◆ Task details ◆
Look through the entries below and count the lines with "model" in them; the reply is the number alone.

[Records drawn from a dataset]
┌──
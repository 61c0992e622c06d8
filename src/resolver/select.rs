//! Candidate filtering and tie-break rules.

use crate::model::Actor;

/// A public actor that has not been destroyed.
pub fn live_public(actor: &Actor) -> bool {
    actor.is_public() && !actor.is_destroyed()
}

/// Keeps live public actors whose declared ports are all ready.
pub fn reachable(actors: Vec<Actor>) -> Vec<Actor> {
    actors
        .into_iter()
        .filter(|a| live_public(a) && a.ports_ready())
        .collect()
}

/// The actor with the lexicographically smallest id.
pub fn smallest_id(actors: Vec<Actor>) -> Option<Actor> {
    actors.into_iter().min_by(|a, b| a.id.cmp(&b.id))
}

/// The actor with the greatest `created_at`, smallest id among equal timestamps.
///
/// Timestamps are ISO-8601 strings, so string order is chronological order.
pub fn most_recent(actors: Vec<Actor>) -> Option<Actor> {
    actors.into_iter().min_by(|a, b| {
        b.created_at
            .cmp(&a.created_at)
            .then_with(|| a.id.cmp(&b.id))
    })
}
//! # Observability & Tracing
//!
//! [`setup_tracing`] installs a `tracing-subscriber` formatter for the binary and
//! for ad-hoc debugging in tests. Levels come from `RUST_LOG`.
//!
//! ## What Gets Traced
//!
//! - **Service lifecycle**: the orchestrator and storage engine log start and
//!   shutdown with their record counts
//! - **Resolution**: each query runs in a `resolve` span tagged with the query kind
//!   and environment; the outcome is logged at `debug`
//! - **Creation**: build selection and the create call are logged at `info`
//! - **Storage**: every client call runs in a span carrying its key or batch size;
//!   `delete_all` always logs at `warn`
//!
//! ## Usage
//!
//! ```bash
//! # Lifecycle and creations only
//! RUST_LOG=info cargo run
//!
//! # Full queries and every service request
//! RUST_LOG=debug cargo run
//!
//! # Resolver detail only
//! RUST_LOG=actor_manager::resolver=debug cargo run
//! ```
//!
//! With `RUST_LOG=debug` a get-or-create that misses looks like:
//!
//! ```text
//! DEBUG resolve: Query query=GetOrCreateForTags { tags: {"name": "chat"}, create: Some(..) } kind="getOrCreateForTags" env=demo/dev
//! DEBUG resolve:resolve_current_build: Current build build_id="build_1"
//! INFO resolve:create: Creating actor body=CreateActorRequest { .. }
//! INFO Created actor_id="actor_1" env=demo/dev
//! INFO resolve:create: Actor created actor_id="actor_1"
//! ```

/// Installs the global subscriber. Call once, at startup.
pub fn setup_tracing() {
    tracing_subscriber::fmt()
        .with_env_filter(tracing_subscriber::EnvFilter::from_default_env())
        .with_target(false)
        .compact()
        .init();
}
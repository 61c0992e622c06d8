//! Error types for actor resolution.

use crate::framework::UpstreamError;
use thiserror::Error;

/// Errors returned by [`ActorResolver::resolve`](super::ActorResolver::resolve).
///
/// Nothing is retried internally; each variant tells the caller what happened so
/// it can decide whether to try again.
#[derive(Debug, Clone, Error, PartialEq, Eq)]
pub enum ResolveError {
    /// No actor satisfies the query.
    #[error("Actor not found: {0}")]
    NotFound(String),

    /// The actor exists but is not public.
    #[error("Actor with ID {actor_id} is private")]
    Forbidden { actor_id: String },

    /// The actor exists but has been destroyed.
    #[error("Actor with ID {actor_id} already destroyed")]
    AlreadyDestroyed { actor_id: String },

    /// No current public build exists for the requested name.
    #[error("Build not found with tags or is private: name={name}")]
    BuildNotFound { name: String },

    /// The query itself is malformed (e.g. a create request without `name`).
    #[error("Invalid query: {0}")]
    InvalidQuery(String),

    /// The orchestration API failed.
    #[error("Orchestration API failure: {0}")]
    Upstream(#[from] UpstreamError),
}
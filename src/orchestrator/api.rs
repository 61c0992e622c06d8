//! # Orchestration API
//!
//! The collaborator the resolver lists, fetches and creates actors through.
//! Transport is not this crate's concern: anything that can answer these four
//! calls (an HTTP client, the in-memory [`MemoryOrchestrator`](super::MemoryOrchestrator),
//! a scripted mock) plugs in here.

use crate::framework::UpstreamError;
use crate::model::{Actor, Build, Environment, Protocol, Tags};
use async_trait::async_trait;
use serde::{Deserialize, Serialize};
use std::collections::BTreeMap;

/// Server-side filter for actor listing.
#[derive(Debug, Clone, Default, PartialEq, Eq)]
pub struct ActorFilter {
    /// Actors must carry every one of these tags.
    pub tags: Tags,
    /// Destroyed actors are only listed when set.
    pub include_destroyed: bool,
}

impl ActorFilter {
    pub fn tagged(tags: Tags) -> Self {
        Self {
            tags,
            include_destroyed: false,
        }
    }

    pub fn all() -> Self {
        Self::default()
    }

    pub fn including_destroyed(mut self) -> Self {
        self.include_destroyed = true;
        self
    }
}

/// Body of an actor create call.
#[derive(Debug, Clone, PartialEq, Eq, Serialize, Deserialize)]
pub struct CreateActorRequest {
    pub tags: Tags,
    pub build: String,
    #[serde(default, skip_serializing_if = "Option::is_none")]
    pub region: Option<String>,
    pub network: NetworkRequest,
}

#[derive(Debug, Clone, Default, PartialEq, Eq, Serialize, Deserialize)]
pub struct NetworkRequest {
    pub ports: BTreeMap<String, PortRequest>,
}

#[derive(Debug, Clone, PartialEq, Eq, Serialize, Deserialize)]
pub struct PortRequest {
    pub protocol: Protocol,
    pub routing: Routing,
}

/// How traffic reaches a port.
#[derive(Debug, Clone, Copy, Default, PartialEq, Eq, Serialize, Deserialize)]
#[serde(rename_all = "snake_case")]
pub enum Routing {
    /// TLS is terminated by the platform's edge proxy.
    #[default]
    Guard,
    /// The port is exposed directly on the host.
    Host,
}

/// Request/response interface of the orchestration service.
#[async_trait]
pub trait OrchestrationApi: Send + Sync {
    /// Fetch a single actor; `None` when the id is unknown in this environment.
    async fn get_actor(&self, env: &Environment, id: &str)
        -> Result<Option<Actor>, UpstreamError>;

    /// List actors matching `filter`, in the service's list order.
    async fn list_actors(
        &self,
        env: &Environment,
        filter: &ActorFilter,
    ) -> Result<Vec<Actor>, UpstreamError>;

    /// List builds carrying every tag in `tags`.
    async fn list_builds(&self, env: &Environment, tags: &Tags)
        -> Result<Vec<Build>, UpstreamError>;

    /// Create an actor and return its record.
    async fn create_actor(
        &self,
        env: &Environment,
        request: CreateActorRequest,
    ) -> Result<Actor, UpstreamError>;
}
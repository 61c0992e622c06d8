//! Expectation builders for scripting the orchestration API.
//!
//! ```ignore
//! let mut mock = MockClient::<MemoryOrchestrator>::new();
//! mock.expect_list_actors()
//!     .with_filter(ActorFilter::all())
//!     .return_ok(vec![actor]);
//! mock.expect_create_actor().return_err(UpstreamError::Rejected("quota".into()));
//! ```

use super::api::ActorFilter;
use super::memory::{MemoryOrchestrator, OrchestratorRequest};
use crate::framework::mock::MockClient;
use crate::framework::UpstreamError;
use crate::model::{Actor, Build, Tags};

impl MockClient<MemoryOrchestrator> {
    /// Expects a `get_actor` call for `id`.
    pub fn expect_get_actor(&mut self, id: impl Into<String>) -> GetActorExpectation<'_> {
        GetActorExpectation {
            mock: self,
            id: id.into(),
        }
    }

    /// Expects a `list_actors` call.
    pub fn expect_list_actors(&mut self) -> ListActorsExpectation<'_> {
        ListActorsExpectation {
            mock: self,
            filter: None,
        }
    }

    /// Expects a `list_builds` call.
    pub fn expect_list_builds(&mut self) -> ListBuildsExpectation<'_> {
        ListBuildsExpectation {
            mock: self,
            tags: None,
        }
    }

    /// Expects a `create_actor` call. `return_with` sees the submitted request.
    pub fn expect_create_actor(&mut self) -> CreateActorExpectation<'_> {
        CreateActorExpectation { mock: self }
    }
}

fn mismatch(expected: &str, got: &OrchestratorRequest) -> Result<(), String> {
    Err(format!("expected {expected}, got {got:?}"))
}

/// Builder for `get_actor` expectations.
pub struct GetActorExpectation<'a> {
    mock: &'a mut MockClient<MemoryOrchestrator>,
    id: String,
}

impl GetActorExpectation<'_> {
    pub fn return_ok(self, actor: Option<Actor>) {
        self.respond(Ok(actor));
    }

    pub fn return_err(self, error: UpstreamError) {
        self.respond(Err(error));
    }

    fn respond(self, response: Result<Option<Actor>, UpstreamError>) {
        let expected_id = self.id;
        self.mock.expect(move |request| match request {
            OrchestratorRequest::GetActor { id, respond_to, .. } => {
                let _ = respond_to.send(response);
                if id == expected_id {
                    Ok(())
                } else {
                    Err(format!("get_actor: expected id {expected_id}, got {id}"))
                }
            }
            other => mismatch("GetActor", &other),
        });
    }
}

/// Builder for `list_actors` expectations.
pub struct ListActorsExpectation<'a> {
    mock: &'a mut MockClient<MemoryOrchestrator>,
    filter: Option<ActorFilter>,
}

impl ListActorsExpectation<'_> {
    /// Also require the pushed-down filter to equal `filter`.
    pub fn with_filter(mut self, filter: ActorFilter) -> Self {
        self.filter = Some(filter);
        self
    }

    pub fn return_ok(self, actors: Vec<Actor>) {
        self.respond(Ok(actors));
    }

    pub fn return_err(self, error: UpstreamError) {
        self.respond(Err(error));
    }

    fn respond(self, response: Result<Vec<Actor>, UpstreamError>) {
        let expected = self.filter;
        self.mock.expect(move |request| match request {
            OrchestratorRequest::ListActors {
                filter, respond_to, ..
            } => {
                let _ = respond_to.send(response);
                match expected {
                    Some(expected) if expected != filter => Err(format!(
                        "list_actors: expected filter {expected:?}, got {filter:?}"
                    )),
                    _ => Ok(()),
                }
            }
            other => mismatch("ListActors", &other),
        });
    }
}

/// Builder for `list_builds` expectations.
pub struct ListBuildsExpectation<'a> {
    mock: &'a mut MockClient<MemoryOrchestrator>,
    tags: Option<Tags>,
}

impl ListBuildsExpectation<'_> {
    pub fn with_tags(mut self, tags: Tags) -> Self {
        self.tags = Some(tags);
        self
    }

    pub fn return_ok(self, builds: Vec<Build>) {
        let expected = self.tags;
        self.mock.expect(move |request| match request {
            OrchestratorRequest::ListBuilds {
                tags, respond_to, ..
            } => {
                let _ = respond_to.send(Ok(builds));
                match expected {
                    Some(expected) if expected != tags => Err(format!(
                        "list_builds: expected tags {expected:?}, got {tags:?}"
                    )),
                    _ => Ok(()),
                }
            }
            other => mismatch("ListBuilds", &other),
        });
    }
}

/// Builder for `create_actor` expectations.
pub struct CreateActorExpectation<'a> {
    mock: &'a mut MockClient<MemoryOrchestrator>,
}

impl CreateActorExpectation<'_> {
    /// Answers with an actor derived from the submitted request.
    pub fn return_with(
        self,
        respond: impl FnOnce(&super::api::CreateActorRequest) -> Actor + Send + 'static,
    ) {
        self.mock.expect(move |request| match request {
            OrchestratorRequest::CreateActor {
                request,
                respond_to,
                ..
            } => {
                let _ = respond_to.send(Ok(respond(&request)));
                Ok(())
            }
            other => mismatch("CreateActor", &other),
        });
    }

    pub fn return_err(self, error: UpstreamError) {
        self.mock.expect(move |request| match request {
            OrchestratorRequest::CreateActor { respond_to, .. } => {
                let _ = respond_to.send(Err(error));
                Ok(())
            }
            other => mismatch("CreateActor", &other),
        });
    }
}
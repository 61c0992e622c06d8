//! The actor query protocol.
//!
//! A query is a closed enum: adding a variant is a compile error in every `match`
//! that dispatches on it. The serde shape is externally tagged camelCase, e.g.
//! `{"getByRegion": {"name": "chat", "region": "eu"}}`.

use super::tags::Tags;
use serde::{Deserialize, Serialize};

/// Payload used to create an actor when a lookup misses (or directly).
///
/// `tags` must contain `name`; the build is derived from it at creation time.
#[derive(Debug, Clone, PartialEq, Eq, Serialize, Deserialize)]
pub struct CreateRequest {
    pub tags: Tags,
    #[serde(default, skip_serializing_if = "Option::is_none")]
    pub region: Option<String>,
}

impl CreateRequest {
    pub fn new(tags: Tags) -> Self {
        Self { tags, region: None }
    }

    pub fn in_region(mut self, region: impl Into<String>) -> Self {
        self.region = Some(region.into());
        self
    }
}

/// An abstract way of addressing an actor.
#[derive(Debug, Clone, PartialEq, Eq, Serialize, Deserialize)]
#[serde(rename_all = "camelCase")]
pub enum ActorQuery {
    #[serde(rename_all = "camelCase")]
    GetForId { actor_id: String },
    GetOrCreateForTags {
        tags: Tags,
        #[serde(default, skip_serializing_if = "Option::is_none")]
        create: Option<CreateRequest>,
    },
    Create(CreateRequest),
    GetLatestByName { name: String },
    GetByRegion { name: String, region: String },
    #[serde(rename_all = "camelCase")]
    GetByBuild { build_id: String },
    GetAllPublicByName { name: String },
    #[serde(rename_all = "camelCase")]
    GetDestroyedActorsByTag { tag_key: String, tag_value: String },
    GetByExactTags { tags: Tags },
    GetMostRecentByRegion { region: String },
}

impl ActorQuery {
    /// Variant name as it appears on the wire, used in log lines.
    pub fn kind(&self) -> &'static str {
        match self {
            ActorQuery::GetForId { .. } => "getForId",
            ActorQuery::GetOrCreateForTags { .. } => "getOrCreateForTags",
            ActorQuery::Create(_) => "create",
            ActorQuery::GetLatestByName { .. } => "getLatestByName",
            ActorQuery::GetByRegion { .. } => "getByRegion",
            ActorQuery::GetByBuild { .. } => "getByBuild",
            ActorQuery::GetAllPublicByName { .. } => "getAllPublicByName",
            ActorQuery::GetDestroyedActorsByTag { .. } => "getDestroyedActorsByTag",
            ActorQuery::GetByExactTags { .. } => "getByExactTags",
            ActorQuery::GetMostRecentByRegion { .. } => "getMostRecentByRegion",
        }
    }
}

#[cfg(test)]
mod tests {
    use super::*;
    use crate::model::tags;

    #[test]
    fn test_query_wire_shape() {
        let query: ActorQuery =
            serde_json::from_str(r#"{"getForId": {"actorId": "actor_3"}}"#).unwrap();
        assert_eq!(
            query,
            ActorQuery::GetForId {
                actor_id: "actor_3".into()
            }
        );

        let query: ActorQuery = serde_json::from_str(
            r#"{"getOrCreateForTags": {
                "tags": {"name": "echo"},
                "create": {"tags": {"name": "echo"}, "region": "eu"}
            }}"#,
        )
        .unwrap();
        assert_eq!(
            query,
            ActorQuery::GetOrCreateForTags {
                tags: tags([("name", "echo")]),
                create: Some(CreateRequest::new(tags([("name", "echo")])).in_region("eu")),
            }
        );
        assert_eq!(query.kind(), "getOrCreateForTags");

        let query = ActorQuery::GetDestroyedActorsByTag {
            tag_key: "room".into(),
            tag_value: "lobby".into(),
        };
        let json = serde_json::to_value(&query).unwrap();
        assert_eq!(
            json,
            serde_json::json!({"getDestroyedActorsByTag": {"tagKey": "room", "tagValue": "lobby"}})
        );
    }

    #[test]
    fn test_create_variant_is_newtype() {
        let query: ActorQuery =
            serde_json::from_str(r#"{"create": {"tags": {"name": "counter"}}}"#).unwrap();
        assert_eq!(
            query,
            ActorQuery::Create(CreateRequest::new(tags([("name", "counter")])))
        );
    }
}
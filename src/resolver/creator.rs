use super::builds::BuildResolver;
use super::error::ResolveError;
use crate::model::{Actor, CreateRequest, Environment, Protocol, ACCESS_PUBLIC, PORT_NAME, TAG_ACCESS, TAG_NAME};
use crate::orchestrator::{CreateActorRequest, NetworkRequest, OrchestrationApi, PortRequest, Routing};
use std::collections::BTreeMap;
use tracing::{info, instrument};

/// Creates actors running the current build for their `name` tag.
#[derive(Clone)]
pub struct ActorCreator<A> {
    api: A,
    builds: BuildResolver<A>,
}

impl<A: OrchestrationApi + Clone> ActorCreator<A> {
    pub fn new(api: A) -> Self {
        Self {
            builds: BuildResolver::new(api.clone()),
            api,
        }
    }

    /// Submits a create call for `request`.
    ///
    /// The created actor is always public and exposes a single TLS-terminated
    /// [`PORT_NAME`] port.
    #[instrument(skip(self, request), fields(tags = ?request.tags))]
    pub async fn create(
        &self,
        env: &Environment,
        request: CreateRequest,
    ) -> Result<Actor, ResolveError> {
        let name = request
            .tags
            .get(TAG_NAME)
            .cloned()
            .ok_or_else(|| ResolveError::InvalidQuery("create request tags must include `name`".into()))?;
        let build = self.builds.resolve_current_build(env, &name).await?;

        let mut tags = request.tags;
        tags.insert(TAG_ACCESS.to_string(), ACCESS_PUBLIC.to_string());

        let body = CreateActorRequest {
            tags,
            build: build.id,
            region: request.region,
            network: NetworkRequest {
                ports: BTreeMap::from([(
                    PORT_NAME.to_string(),
                    PortRequest {
                        protocol: Protocol::Https,
                        routing: Routing::Guard,
                    },
                )]),
            },
        };
        info!(?body, "Creating actor");

        let actor = self.api.create_actor(env, body).await?;
        info!(actor_id = %actor.id, "Actor created");
        Ok(actor)
    }
}
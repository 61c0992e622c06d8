use super::codec::{decode, encode, WireKey};
use super::driver::{KvDriver, RawEntry};
use super::entry::{deserialize, serialize, Entry, Format};
use super::error::KvError;
use super::key::{Key, Value};
use super::list::ListOptions;
use super::map::KeyMap;
use tracing::{debug, instrument, warn};

/// Options for reads.
#[derive(Debug, Clone, Copy, Default, PartialEq, Eq)]
pub struct GetOptions {
    pub format: Format,
}

impl GetOptions {
    pub fn array_buffer() -> Self {
        Self {
            format: Format::ArrayBuffer,
        }
    }
}

/// Options for writes.
#[derive(Debug, Clone, Copy, Default, PartialEq, Eq)]
pub struct PutOptions {
    pub format: Format,
}

impl PutOptions {
    pub fn array_buffer() -> Self {
        Self {
            format: Format::ArrayBuffer,
        }
    }
}

/// Typed access to an actor's durable storage.
///
/// Keys are encoded with the [codec](super::codec) before they reach the engine
/// and decoded on the way back. Values are checked against the requested
/// [`Format`] in both directions.
#[derive(Debug, Clone)]
pub struct KvClient<D> {
    driver: D,
}

impl<D: KvDriver> KvClient<D> {
    pub fn new(driver: D) -> Self {
        Self { driver }
    }

    /// Reads one key. Missing keys yield `None`.
    #[instrument(skip_all, fields(key = tracing::field::Empty))]
    pub async fn get(
        &self,
        key: impl Into<Key>,
        options: GetOptions,
    ) -> Result<Option<Entry>, KvError> {
        let key = key.into();
        tracing::Span::current().record("key", tracing::field::display(&key));

        let record = self.driver.get(encode(&key)?).await?;
        record
            .map(|record| deserialize(&key, &record, options.format))
            .transpose()
    }

    /// Reads several keys in one round trip. Missing keys are absent from the result.
    #[instrument(skip_all, fields(count = keys.len()))]
    pub async fn get_batch(
        &self,
        keys: Vec<Key>,
        options: GetOptions,
    ) -> Result<KeyMap<Entry>, KvError> {
        let wire = keys.iter().map(encode).collect::<Result<Vec<_>, _>>()?;
        let found = self.driver.get_batch(wire).await?;
        decode_entries(found, options.format)
    }

    /// Lists entries in key order.
    #[instrument(skip(self))]
    pub async fn list(&self, options: ListOptions) -> Result<KeyMap<Entry>, KvError> {
        let query = options.query()?;
        let found = self
            .driver
            .list(query, options.reverse, options.limit)
            .await?;
        debug!(count = found.len(), "Listed");
        decode_entries(found, options.format)
    }

    /// Writes one value, replacing any existing record.
    #[instrument(skip_all, fields(key = tracing::field::Empty, format = %options.format))]
    pub async fn put(
        &self,
        key: impl Into<Key>,
        value: Value,
        options: PutOptions,
    ) -> Result<(), KvError> {
        let key = key.into();
        tracing::Span::current().record("key", tracing::field::display(&key));

        let wire = encode(&key)?;
        let record = serialize(&key, &value, options.format)?;
        self.driver.put(wire, record).await?;
        Ok(())
    }

    /// Writes several values in one round trip. Nothing is sent if any entry
    /// fails to serialize.
    #[instrument(skip_all, fields(count = entries.len(), format = %options.format))]
    pub async fn put_batch(
        &self,
        entries: Vec<(Key, Value)>,
        options: PutOptions,
    ) -> Result<(), KvError> {
        let records = entries
            .iter()
            .map(|(key, value)| Ok((encode(key)?, serialize(key, value, options.format)?)))
            .collect::<Result<Vec<_>, KvError>>()?;
        self.driver.put_batch(records).await?;
        Ok(())
    }

    #[instrument(skip_all, fields(key = tracing::field::Empty))]
    pub async fn delete(&self, key: impl Into<Key>) -> Result<(), KvError> {
        let key = key.into();
        tracing::Span::current().record("key", tracing::field::display(&key));

        self.driver.delete(encode(&key)?).await?;
        Ok(())
    }

    #[instrument(skip_all, fields(count = keys.len()))]
    pub async fn delete_batch(&self, keys: Vec<Key>) -> Result<(), KvError> {
        let wire = keys.iter().map(encode).collect::<Result<Vec<WireKey>, _>>()?;
        self.driver.delete_batch(wire).await?;
        Ok(())
    }

    /// Deletes every record. This cannot be undone.
    #[instrument(skip_all)]
    pub async fn delete_all(&self) -> Result<(), KvError> {
        warn!("Deleting all storage");
        self.driver.delete_all().await.map_err(|e| {
            warn!(error = %e, "Delete all failed");
            KvError::from(e)
        })
    }
}

fn decode_entries(found: Vec<RawEntry>, format: Format) -> Result<KeyMap<Entry>, KvError> {
    found
        .into_iter()
        .map(|(wire, record)| {
            let key = decode(&wire)?;
            let entry = deserialize(&key, &record, format)?;
            Ok((key, entry))
        })
        .collect()
}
└──
◆ Answer ◆
5